Rough Mix day 1- aiming to be open, receptive and generous

We started work at 9.30 this morning in a beautifully sunny studio 2 at Dance Base.  With a view through the roof window to the castle and sun streaming through the front windows from the Grassmarket it felt a very special place to be.

As well as the four contributing artists and the two emerging artists, I have also invited Sheila Macdougall, movement teacher, and Ros Steen, head of voice at RCS, to be part of Rough Mix this year.  Sheila is an extremely skilled teacher and advocate of Viewpoints, having trained with both Mary Overlie and Anne Bogart - the former having originated the technique for dance and the latter having adapted it for theatre  - while Ros has been working with Nadine George's voice work for more than twenty years as both teacher and voice director.  This morning was a double class - first of all Viewpoints and then voice. I have worked with both these approaches before but today was the first time I had been able to put them together - or in close proximity at least.

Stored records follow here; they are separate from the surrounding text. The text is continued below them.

impl SessionManager {
    /// Approval requests go to the host through `link`.
    pub fn new(runtime: Arc<Runtime>, link: HostLink) -> Self {
        let gate = Arc::new(PermissionGate::new(
            Arc::new(link.clone()),
            runtime.config.approval_timeout(),
        ));
        Self {
            runtime,
            gate,
            link,
            sessions: Arc::new(RwLock::new(HashMap::new())),
        }
    }

    pub fn runtime(&self) -> &Arc<Runtime> {
        &self.runtime
    }

    pub fn gate(&self) -> &Arc<PermissionGate> {
        &self.gate
    }

    async fn entry(&self, session_id: &str) -> Result<Arc<SessionEntry>> {
        self.sessions
            .read()
            .await
            .get(session_id)
            .cloned()
            .ok_or_else(|| SessionError::UnknownSession(session_id.to_string()).into())
    }

    /// Validate the handshake and create a session in Idle.
    pub async fn open_session(&self, params: NewSessionParams) -> Result<NewSessionResult> {
        if let Some(version) = params.protocol_version {
            check_protocol_version(version)?;
        }
        let config = &self.runtime.config;
        let cwd = match params.cwd.or_else(|| config.workspace.clone()) {
            Some(cwd) => cwd,
            None => std::env::current_dir().map_err(|e| {
                SessionError::Handshake(format!("no working directory available: {}", e))
            })?,
        };
        if !cwd.is_dir() {
            return Err(SessionError::Handshake(format!(
                "cwd {} is not a directory",
                cwd.display()
            ))
            .into());
        }
        let cwd = cwd.canonicalize().unwrap_or(cwd);
        let mode = params.mode.unwrap_or(config.default_mode);
        let system_prompt = self.system_prompt(&cwd, mode)?;

        let id = uuid::Uuid::new_v4().to_string();
        let mut session = Session::new(id.clone(), cwd.clone(), system_prompt);
        session.transition(SessionState::Idle)?;

        let (mux, events) = StreamMultiplexer::new();
        let progress = forward_session(id.clone(), events, self.link.clone());
        let entry = Arc::new(SessionEntry {
            id: id.clone(),
            cwd: cwd.clone(),
            session: Mutex::new(session),
            policy: Arc::new(std::sync::RwLock::new(SessionPolicy {
                mode,
                rules: config.policy.clone(),
            })),
            cancel: CancellationToken::new(),
            mux,
            dispatcher: ToolDispatcher::new(
                self.runtime.registry.clone(),
                self.gate.clone(),
                DispatchConfig::from(config),
            ),
            progress,
            turn_task: StdMutex::new(None),
        });
        self.sessions.write().await.insert(id.clone(), entry);

        tracing::info!(
            name: "a3s.session.create",
            session_id = %id,
            cwd = %cwd.display(),
            mode = mode.id(),
            "Session created"
        );
        Ok(NewSessionResult {
            session_id: id,
            modes: SessionModes {
                current_mode_id: mode,
                available_modes: SessionMode::all()
                    .into_iter()
                    .map(|m| ModeInfo {
                        id: m,
                        name: m.name().to_string(),
                    })
                    .collect(),
            },
        })
    }

    fn system_prompt(&self, cwd: &Path, mode: SessionMode) -> Result<String> {
        let values = HashMap::from([
            ("cwd".to_string(), cwd.display().to_string()),
            ("mode".to_string(), mode.id().to_string()),
            ("tools".to_string(), self.runtime.registry.names().join(", ")),
        ]);
        Ok(self.runtime.templates.render(SYSTEM_TEMPLATE, &values)?)
    }

    /// Render the prompt blocks into the text sent upstream.
    pub fn compose_prompt(&self, prompt: &[ContentBlock]) -> Result<String> {
        let mut parts = Vec::with_capacity(prompt.len());
        for block in prompt {
            match block {
                ContentBlock::Text { text } => parts.push(text.clone()),
                ContentBlock::Template { name, variables } => {
                    parts.push(self.runtime.templates.render(name, variables)?)
                }
                ContentBlock::Resource { resource } => parts.push(resource.prompt_text()),
                ContentBlock::ResourceLink(link) => parts.push(link.prompt_text()),
            }
        }
        Ok(parts.join("\n\n"))
    }

    /// Start a turn. Templates are rendered before the session changes, so a
    /// template failure leaves the session untouched.
    pub async fn submit_prompt(
        &self,
        session_id: &str,
        prompt: Vec<ContentBlock>,
    ) -> Result<TurnHandle> {
        let entry = self.entry(session_id).await?;
        let text = self.compose_prompt(&prompt)?;

        let turn = {
            let mut session = entry.session.lock().await;
            session.transition(SessionState::Prompting)?;
            session.turn += 1;
            session.touch();
            session
                .messages
                .push(Message::new(Role::Host, Payload::Text(text)));
            session.turn
        };

        let span = tracing::info_span!(
            "a3s.session.turn",
            "a3s.session.id" = %session_id,
            "a3s.session.turn" = turn,
            "a3s.session.stop_reason" = tracing::field::Empty,
        );
        let runner = TurnRunner::new(entry.clone(), self.runtime.clone(), turn);
        let task = tokio::spawn(runner.run().instrument(span));
        entry.set_turn_task(Some(task.abort_handle()));
        Ok(TurnHandle { turn, task })
    }

    /// Cancel everything the session is doing. In-flight calls get their
    /// abort signal, pending approvals are denied, and the host sees one
    /// final `cancelled` update.
    pub async fn cancel(&self, session_id: &str) -> Result<()> {
        let entry = self.entry(session_id).await?;
        entry.session.lock().await.transition(SessionState::Cancelled)?;
        entry.cancel.cancel();
        let denied = self.gate.cancel_session(session_id);
        entry.mux.close_cancelled();
        entry.flush().await;
        tracing::info!(
            name: "a3s.session.cancel",
            session_id,
            pending_approvals = denied,
            "Session cancelled"
        );
        Ok(())
    }

    pub async fn set_mode(&self, session_id: &str, mode_id: &str) -> Result<SessionMode> {
        let mode = SessionMode::from_id(mode_id)
            .ok_or_else(|| ProtocolError::InvalidParams(format!("unknown mode '{}'", mode_id)))?;
        let entry = self.entry(session_id).await?;
        entry
            .policy
            .write()
            .unwrap_or_else(|poisoned| poisoned.into_inner())
            .mode = mode;
        entry.session.lock().await.touch();
        tracing::info!(session_id, mode = mode.id(), "Session mode changed");
        Ok(mode)
    }

    /// Run a host-initiated `tool/call`. The result is the response; no
    /// `tool/result` notification is sent for it.
    pub async fn invoke_tool(&self, params: ToolCallParams) -> Result<ToolCallResult> {
        let entry = self.entry(&params.session_id).await?;
        let call = {
            let mut session = entry.session.lock().await;
            if matches!(session.state, SessionState::Handshaking | SessionState::Cancelled) {
                return Err(SessionError::InvalidStateTransition {
                    session_id: session.id.clone(),
                    from: session.state,
                    to: SessionState::AwaitingToolResult,
                }
                .into());
            }
            let call = ToolCall::new(session.next_call_id(), params.name, params.arguments);
            session.track(&call);
            session.touch();
            call
        };

        let output = entry.mux.open(Origin::ToolCall(call.id.clone())).ok();
        let scope = entry.scope(entry.cancel.clone(), output.clone());
        let call = entry.dispatcher.dispatch(call, &scope).await;
        drop(scope);
        if let Some(output) = output {
            output.finish();
        }
        entry.session.lock().await.settle(&call);
        entry.flush().await;

        Ok(ToolCallResult {
            tool_call_id: call.id,
            status: call.status,
            output: call.output,
            error: call.error,
        })
    }

    pub async fn snapshot(&self, session_id: &str) -> Result<SessionSnapshot> {
        let entry = self.entry(session_id).await?;
        let mode = entry.mode();
        let session = entry.session.lock().await;
        Ok(SessionSnapshot {
            id: session.id.clone(),
            state: session.state,
            mode,
            cwd: session.cwd.clone(),
            messages: session.messages.clone(),
            tool_calls: session.tool_calls.clone(),
            protocol_errors: session.protocol_errors,
            created_at: session.created_at,
        })
    }

    /// Count a protocol error against a session. Returns true when the count
    /// went past the configured threshold and the session was torn down.
    pub async fn record_protocol_error(&self, session_id: &str) -> bool {
        let Ok(entry) = self.entry(session_id).await else {
            return false;
        };
        let exceeded = {
            let mut session = entry.session.lock().await;
            session.protocol_errors += 1;
            let exceeded = session.protocol_errors > self.runtime.config.protocol_error_threshold;
            if exceeded {
                session.mark_errored(false);
            }
            exceeded
        };
        if exceeded {
            tracing::warn!(session_id, "Too many protocol errors, tearing session down");
            let _ = self.close_session(session_id).await;
        }
        exceeded
    }

    /// Tear a session down and forget it.
    pub async fn close_session(&self, session_id: &str) -> Result<()> {
        let entry = self
            .sessions
            .write()
            .await
            .remove(session_id)
            .ok_or_else(|| SessionError::UnknownSession(session_id.to_string()))?;
        self.shutdown(&entry).await;
        tracing::info!(name: "a3s.session.destroy", session_id, "Session closed");
        Ok(())
    }

    async fn shutdown(&self, entry: &SessionEntry) {
        {
            let mut session = entry.session.lock().await;
            if !session.state.is_terminal() && session.state != SessionState::Errored {
                let _ = session.transition(SessionState::Cancelled);
            }
        }
        entry.cancel.cancel();
        self.gate.cancel_session(&entry.id);
        if let Some(turn) = entry.set_turn_task(None) {
            // the turn winds down on its own once cancelled; abort stragglers
            let grace = self.runtime.config.cancel_grace() * 2;
            tokio::spawn(async move {
                tokio::time::sleep(grace).await;
                turn.abort();
            });
        }
    }

    /// Close sessions idle for longer than `idle`. Busy sessions are kept.
    pub async fn reap_idle(&self, idle: Duration) -> Vec<String> {
        let entries: Vec<Arc<SessionEntry>> =
            self.sessions.read().await.values().cloned().collect();
        let mut expired = Vec::new();
        for entry in entries {
            let session = entry.session.lock().await;
            if !session.state.is_busy() && session.idle_for() >= idle {
                expired.push(entry.id.clone());
            }
        }
        for id in &expired {
            tracing::info!(session_id = %id, "Closing idle session");
            let _ = self.close_session(id).await;
        }
        expired
    }

    /// Periodically reap sessions idle past the configured timeout.
    pub fn spawn_idle_reaper(&self) -> JoinHandle<()> {
        let manager = self.clone();
        let idle = self.runtime.config.idle_timeout();
        let period = (idle / 4).clamp(Duration::from_millis(10), Duration::from_secs(60));
        tokio::spawn(async move {
            let mut ticker = tokio::time::interval(period);
            ticker.set_missed_tick_behavior(tokio::time::MissedTickBehavior::Delay);
            loop {
                ticker.tick().await;
                manager.reap_idle(idle).await;
            }
        })
    }

    /// Tear down every session; used when the transport is lost.
    pub async fn close_all(&self) -> usize {
        let entries: Vec<Arc<SessionEntry>> =
            self.sessions.write().await.drain().map(|(_, e)| e).collect();
        for entry in &entries {
            self.shutdown(entry).await;
        }
        if !entries.is_empty() {
            tracing::info!(count = entries.len(), "Closed all sessions");
        }
        entries.len()
    }

    pub async fn session_ids(&self) -> Vec<String> {
        self.sessions.read().await.keys().cloned().collect()
    }

    pub async fn len(&self) -> usize {
        self.sessions.read().await.len()
    }

    pub async fn is_empty(&self) -> bool {
        self.len().await == 0
    }
}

I've had a feeling for a while that they would work well together - reinforced by the time I spent training in Viewpoints with Anne Bogart and SITI last summer - and have been looking for an opportunity to use them together.  After today, I feel sure that the two weeks of Rough Mix will give me a really good idea of how they can work together.

This afternoon we had the first introductory workshops - from visual artist Kate Robertson, playwright Lynda Radley and emerging artist Jamie Wardrop.  Tomorrow, Ian Spink, Daniel Padden, Kim Moore and I will give our introductory workshops and then on Wednesday we start work on the five projects being developed here.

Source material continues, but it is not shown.